They realized that the very
forgetfulness that was Pharaoh’s modus operandi could work in their
favor. The King of Egypt did not know
Joseph. He had forgotten the common
history of the Egyptian Kingdom and the Hebrew immigrants. He had replaced it with a narrative rooted in
the logic of difference. The logic of
difference says that if you and I are different in a few ways, then perhaps we
should conclude that we are different in every way. We might even be complete opposites. If my skin is light and yours is dark, then
the logic of difference says that whatever I think is good about me must be the
opposite about you. If I am good
looking, you must not be. If I am
hard-working, you must be lazy. The
logic of difference is insidious and demonic.
It hides the obvious truth we could see if we would just look at one
another and get to know one another. It
replaces our opportunity to know one another with the assumption of
inscrutability, of unknowability. It is
a reasoning process that has shaped the invention of the races in the modern
world. We use it all the time in how we
think about men and women, too. The
logic of difference is an intentional kind of forgetfulness.

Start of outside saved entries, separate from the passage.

use uuid::Uuid;

use super::CycleToken;
use crate::error::GenerationError;
use crate::types::{CookingTime, Recipe, View};

/// Everything that can change the application state.
#[derive(Debug, Clone, PartialEq)]
pub enum Msg {
    /// User typed an ingredient into the pantry box.
    AddIngredient(String),
    /// User removed an ingredient chip.
    RemoveIngredient(String),
    /// User toggled a dietary tag.
    ToggleDietary(String),
    SetCookingTime(CookingTime),
    /// User asked for a new recipe.
    Generate,
    SaveCurrentRecipe,
    /// Copy every ingredient of the displayed recipe into the shopping list.
    AddAllToShoppingList,
    AddManualShoppingItem(String),
    ToggleShoppingItem(Uuid),
    RemoveShoppingItem(Uuid),
    /// User asked to empty the shopping list; answered with a confirmation request.
    ClearShoppingList,
    /// User confirmed emptying the shopping list.
    ConfirmClearShoppingList,
    DeleteSavedRecipe(Uuid),
    LoadSavedRecipe(Uuid),
    SetView(View),
    /// User closed the error banner.
    DismissError,
    /// The recipe request of a cycle finished.
    RecipeGenerated {
        token: CycleToken,
        result: Result<Recipe, GenerationError>,
    },
    /// The image request of a cycle finished.
    ImageGenerated {
        token: CycleToken,
        result: Result<String, GenerationError>,
    },
}
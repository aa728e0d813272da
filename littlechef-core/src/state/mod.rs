//! Application state machine.
//!
//! All state lives in one [`AppState`] value. Front-end intents and generation
//! results arrive as [`Msg`]s, and [`update`] turns `(state, msg)` into the next
//! state plus a list of [`Effect`]s for the runtime to carry out. `update` does
//! no I/O, so every transition can be tested without a network or a terminal.

mod effect;
mod msg;
mod update;

pub use effect::{Confirmation, Effect, Notice};
pub use msg::Msg;
pub use update::{update, RECIPE_FAILURE_MESSAGE};

use std::fmt;

use serde::{Deserialize, Serialize};

use crate::types::{CookingTime, Recipe, SavedRecipe, ShoppingItem, View};

/// Identifies one generation cycle. Completions carrying an older token are stale.
#[derive(Debug, Clone, Copy, Default, PartialEq, Eq, PartialOrd, Ord, Hash, Serialize, Deserialize)]
pub struct CycleToken(pub u64);

impl CycleToken {
    pub fn next(self) -> Self {
        CycleToken(self.0 + 1)
    }
}

impl fmt::Display for CycleToken {
    fn fmt(&self, f: &mut fmt::Formatter<'_>) -> fmt::Result {
        write!(f, "#{}", self.0)
    }
}

/// Where the current generation cycle stands.
///
/// ```text
/// Idle -> RecipePending -> ImagePending -> Ready
///                       \              \-> ImageFailed
///                        \-> RecipeFailed
/// ```
#[derive(Debug, Clone, Copy, Default, PartialEq, Eq)]
pub enum Phase {
    #[default]
    Idle,
    RecipePending(CycleToken),
    ImagePending(CycleToken),
    Ready(CycleToken),
    RecipeFailed(CycleToken),
    ImageFailed(CycleToken),
}

impl Phase {
    pub fn token(&self) -> Option<CycleToken> {
        match *self {
            Phase::Idle => None,
            Phase::RecipePending(t)
            | Phase::ImagePending(t)
            | Phase::Ready(t)
            | Phase::RecipeFailed(t)
            | Phase::ImageFailed(t) => Some(t),
        }
    }

    pub fn is_in_flight(&self) -> bool {
        matches!(self, Phase::RecipePending(_) | Phase::ImagePending(_))
    }
}

/// Everything the application knows at one point in time.
#[derive(Debug, Clone, Default, PartialEq)]
pub struct AppState {
    /// Distinct, trimmed, lowercase ingredient names in insertion order.
    pub pantry: Vec<String>,
    pub dietary_restrictions: Vec<String>,
    pub cooking_time: CookingTime,
    pub recipe: Option<Recipe>,
    /// `data:` URI of the image for `recipe`.
    pub image_url: Option<String>,
    pub phase: Phase,
    /// Last token handed out; the next cycle gets `last_token.next()`.
    pub last_token: CycleToken,
    pub error: Option<String>,
    /// Most recent first.
    pub saved_recipes: Vec<SavedRecipe>,
    pub shopping_list: Vec<ShoppingItem>,
    pub view: View,
}

impl AppState {
    /// Fresh state around previously persisted collections.
    pub fn with_collections(
        saved_recipes: Vec<SavedRecipe>,
        shopping_list: Vec<ShoppingItem>,
    ) -> Self {
        Self {
            saved_recipes,
            shopping_list,
            ..Default::default()
        }
    }

    /// Recipe-busy flag.
    pub fn is_generating_recipe(&self) -> bool {
        matches!(self.phase, Phase::RecipePending(_))
    }

    /// Image-busy flag.
    pub fn is_generating_image(&self) -> bool {
        matches!(self.phase, Phase::ImagePending(_))
    }

    /// Whether the displayed recipe already has a cookbook entry with its title.
    pub fn is_current_recipe_saved(&self) -> bool {
        self.recipe
            .as_ref()
            .is_some_and(|recipe| self.is_title_saved(&recipe.title))
    }

    pub fn is_title_saved(&self, title: &str) -> bool {
        self.saved_recipes.iter().any(|s| s.recipe.title == title)
    }

    /// Token of the cycle whose results are still wanted.
    pub fn current_token(&self) -> Option<CycleToken> {
        self.phase.token()
    }
}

So when the Pharaoh had time to realize
that there were still lots of new little Hebrew boys running around in the ‘hood,
he sent his chariot out to get Shiphrah and Puah to bring them before a board
of inquiry. He asked them why they would
go against the specific instructions he gave them. They played on his prejudice. They leveraged his ignorance. They offered a story about how Hebrew women
were different from Egyptian women. Of
course, he knew that had to be true. He
believed in the logic of difference with all his heart. So they set him up. They said that when they got called to help
with a birth, these Hebrew women with short labor and fast childbirth would
already be finished. The baby would be
born, and their chance to secretly kill the baby boys was past. They didn’t say whether they had still
managed to kill a few of the boys—they let him think maybe they had, or at
least they were trying. Wow! Pharoah
thought. This plan was harder than I
thought! So it seems he sent them away
with instructions to work harder and move faster to carry out their plan. Shiphrah and Puah survived another brush with
the empire, and Hebrew parents and children were a little safer for a little longer.

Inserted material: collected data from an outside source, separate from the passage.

//! Gemini `generateContent` request and response types.

use serde::{Deserialize, Serialize};
use serde_json::Value as JsonValue;

/// Request body for `models/{model}:generateContent`.
#[derive(Debug, Clone, Serialize)]
#[serde(rename_all = "camelCase")]
pub struct GenerateContentRequest {
    pub contents: Vec<Content>,
    #[serde(skip_serializing_if = "Option::is_none")]
    pub generation_config: Option<GenerationConfig>,
}

impl GenerateContentRequest {
    /// A single-turn request carrying one text part.
    pub fn text(prompt: impl Into<String>) -> Self {
        Self {
            contents: vec![Content {
                role: Some("user".to_string()),
                parts: vec![Part::text(prompt)],
            }],
            generation_config: None,
        }
    }

    pub fn with_config(mut self, config: GenerationConfig) -> Self {
        self.generation_config = Some(config);
        self
    }
}

#[derive(Debug, Clone, Default, Serialize, Deserialize)]
pub struct Content {
    #[serde(default, skip_serializing_if = "Option::is_none")]
    pub role: Option<String>,
    #[serde(default)]
    pub parts: Vec<Part>,
}

/// One piece of a message: text or inline binary data.
#[derive(Debug, Clone, Default, Serialize, Deserialize)]
#[serde(rename_all = "camelCase")]
pub struct Part {
    #[serde(default, skip_serializing_if = "Option::is_none")]
    pub text: Option<String>,
    #[serde(default, skip_serializing_if = "Option::is_none")]
    pub inline_data: Option<InlineData>,
}

impl Part {
    pub fn text(text: impl Into<String>) -> Self {
        Self {
            text: Some(text.into()),
            inline_data: None,
        }
    }
}

/// Base64-encoded bytes with their MIME type.
#[derive(Debug, Clone, Serialize, Deserialize)]
#[serde(rename_all = "camelCase")]
pub struct InlineData {
    #[serde(default)]
    pub mime_type: Option<String>,
    pub data: String,
}

#[derive(Debug, Clone, Default, Serialize)]
#[serde(rename_all = "camelCase")]
pub struct GenerationConfig {
    #[serde(skip_serializing_if = "Option::is_none")]
    pub response_mime_type: Option<String>,
    #[serde(skip_serializing_if = "Option::is_none")]
    pub response_schema: Option<JsonValue>,
    #[serde(skip_serializing_if = "Option::is_none")]
    pub response_modalities: Option<Vec<String>>,
    #[serde(skip_serializing_if = "Option::is_none")]
    pub image_config: Option<ImageConfig>,
}

#[derive(Debug, Clone, Serialize)]
#[serde(rename_all = "camelCase")]
pub struct ImageConfig {
    pub aspect_ratio: String,
}

/// Response body of `generateContent`.
#[derive(Debug, Clone, Default, Deserialize)]
#[serde(rename_all = "camelCase")]
pub struct GenerateContentResponse {
    #[serde(default)]
    pub candidates: Vec<Candidate>,
    #[serde(default)]
    pub prompt_feedback: Option<PromptFeedback>,
}

impl GenerateContentResponse {
    /// Parts of the first candidate, in order.
    pub fn parts(&self) -> &[Part] {
        self.candidates
            .first()
            .and_then(|c| c.content.as_ref())
            .map(|c| c.parts.as_slice())
            .unwrap_or(&[])
    }

    /// All text parts of the first candidate, concatenated.
    pub fn text(&self) -> Option<String> {
        let text: String = self
            .parts()
            .iter()
            .filter_map(|p| p.text.as_deref())
            .collect();
        if text.trim().is_empty() {
            None
        } else {
            Some(text)
        }
    }
}

#[derive(Debug, Clone, Default, Deserialize)]
#[serde(rename_all = "camelCase")]
pub struct Candidate {
    #[serde(default)]
    pub content: Option<Content>,
    #[serde(default)]
    pub finish_reason: Option<String>,
}

#[derive(Debug, Clone, Default, Deserialize)]
#[serde(rename_all = "camelCase")]
pub struct PromptFeedback {
    #[serde(default)]
    pub block_reason: Option<String>,
}

/// Error body returned with non-2xx responses.
#[derive(Debug, Deserialize)]
pub struct ApiErrorResponse {
    pub error: ApiError,
}

#[derive(Debug, Deserialize)]
pub struct ApiError {
    pub message: String,
}

#[cfg(test)]
mod tests {
    use super::*;

    #[test]
    fn test_request_serializes_camel_case() {
        let request = GenerateContentRequest::text("hello").with_config(GenerationConfig {
            response_modalities: Some(vec!["TEXT".to_string(), "IMAGE".to_string()]),
            image_config: Some(ImageConfig {
                aspect_ratio: "16:9".to_string(),
            }),
            ..Default::default()
        });

        let value = serde_json::to_value(&request).unwrap();
        assert_eq!(value["contents"][0]["parts"][0]["text"], "hello");
        assert_eq!(value["generationConfig"]["imageConfig"]["aspectRatio"], "16:9");
        assert!(value["generationConfig"].get("responseSchema").is_none());
    }

    #[test]
    fn test_response_text_joins_parts() {
        let body = r#"{"candidates":[{"content":{"parts":[{"text":"{\"a\":"},{"text":"1}"}]}}]}"#;
        let response: GenerateContentResponse = serde_json::from_str(body).unwrap();
        assert_eq!(response.text().as_deref(), Some("{\"a\":1}"));
    }

    #[test]
    fn test_response_without_candidates() {
        let body = r#"{"promptFeedback":{"blockReason":"SAFETY"}}"#;
        let response: GenerateContentResponse = serde_json::from_str(body).unwrap();
        assert!(response.parts().is_empty());
        assert_eq!(response.text(), None);
        assert_eq!(
            response.prompt_feedback.and_then(|f| f.block_reason).as_deref(),
            Some("SAFETY")
        );
    }
}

It is a powerful story. It sets up the story of Moses’ birth. The desire to keep baby boys alive made it
very difficult for Hebrew families in this time. Eventually, Pharaoh made it a patriotic duty
for Egyptians to kill Hebrew baby boys.
That led to the unique turn of events of Moses’ floating in the river
and adoption into the household of the Pharaoh. How many other little boys did not survive the
murderous plot against them? “Rachel,
weeping for her children” was a cultural memory that flowed down through the
centuries, all the way to the Exile.
This contrast of forgetfulness and
remembering strikes me as a crucial message for today. We gather here in a commissioning service for
those who have answered the calling of God to minister among God’s people and
in the homes and streets and halls of power where we find the people God
loves. What will be our modus
operandi as we do this work? Will we
surrender to forgetfulness and leave behind the people who brought us this
far? Will we use our commission to lord
over others and to use them to serve our greed and lust for power? Will we forget who Joseph was, or will we
remember?
This story points to at least three
ways in which remembering is crucial to taking up the mantle of servant
leadership. First, we can see that
Shiphrah and Puah remembered who they were.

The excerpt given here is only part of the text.